--- Instructions for the task ---
Copy, from the entries below, each line in which the string "rouille" appears.
# # # #
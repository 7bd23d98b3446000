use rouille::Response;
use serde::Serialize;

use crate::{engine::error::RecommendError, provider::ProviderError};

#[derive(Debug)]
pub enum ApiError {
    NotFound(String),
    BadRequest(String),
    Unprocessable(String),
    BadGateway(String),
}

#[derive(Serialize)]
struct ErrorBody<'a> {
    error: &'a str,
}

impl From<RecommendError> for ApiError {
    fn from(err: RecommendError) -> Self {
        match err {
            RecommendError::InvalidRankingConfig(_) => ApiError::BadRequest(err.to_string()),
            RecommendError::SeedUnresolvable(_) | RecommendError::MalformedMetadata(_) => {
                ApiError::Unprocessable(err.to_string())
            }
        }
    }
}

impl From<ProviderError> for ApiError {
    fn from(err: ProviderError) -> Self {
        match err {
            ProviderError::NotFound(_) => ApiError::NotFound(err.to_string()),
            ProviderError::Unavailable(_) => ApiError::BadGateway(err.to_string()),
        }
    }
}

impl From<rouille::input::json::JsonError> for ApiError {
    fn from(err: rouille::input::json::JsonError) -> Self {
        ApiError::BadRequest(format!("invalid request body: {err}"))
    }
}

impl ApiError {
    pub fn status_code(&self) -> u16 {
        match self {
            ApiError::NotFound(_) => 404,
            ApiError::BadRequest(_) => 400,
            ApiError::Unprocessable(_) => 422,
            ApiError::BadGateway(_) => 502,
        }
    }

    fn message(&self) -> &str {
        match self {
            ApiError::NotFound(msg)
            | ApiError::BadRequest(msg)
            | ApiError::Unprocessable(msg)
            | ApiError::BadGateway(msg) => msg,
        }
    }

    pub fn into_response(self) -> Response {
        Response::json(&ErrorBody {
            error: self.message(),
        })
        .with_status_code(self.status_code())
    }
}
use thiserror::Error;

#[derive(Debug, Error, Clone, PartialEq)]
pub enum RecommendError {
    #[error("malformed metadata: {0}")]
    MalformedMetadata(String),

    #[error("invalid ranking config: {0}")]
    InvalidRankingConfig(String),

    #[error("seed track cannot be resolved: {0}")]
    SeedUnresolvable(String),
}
# # # #
--- Your solution ---
use rouille::Response;
impl From<rouille::input::json::JsonError> for ApiError {
    fn from(err: rouille::input::json::JsonError) -> Self {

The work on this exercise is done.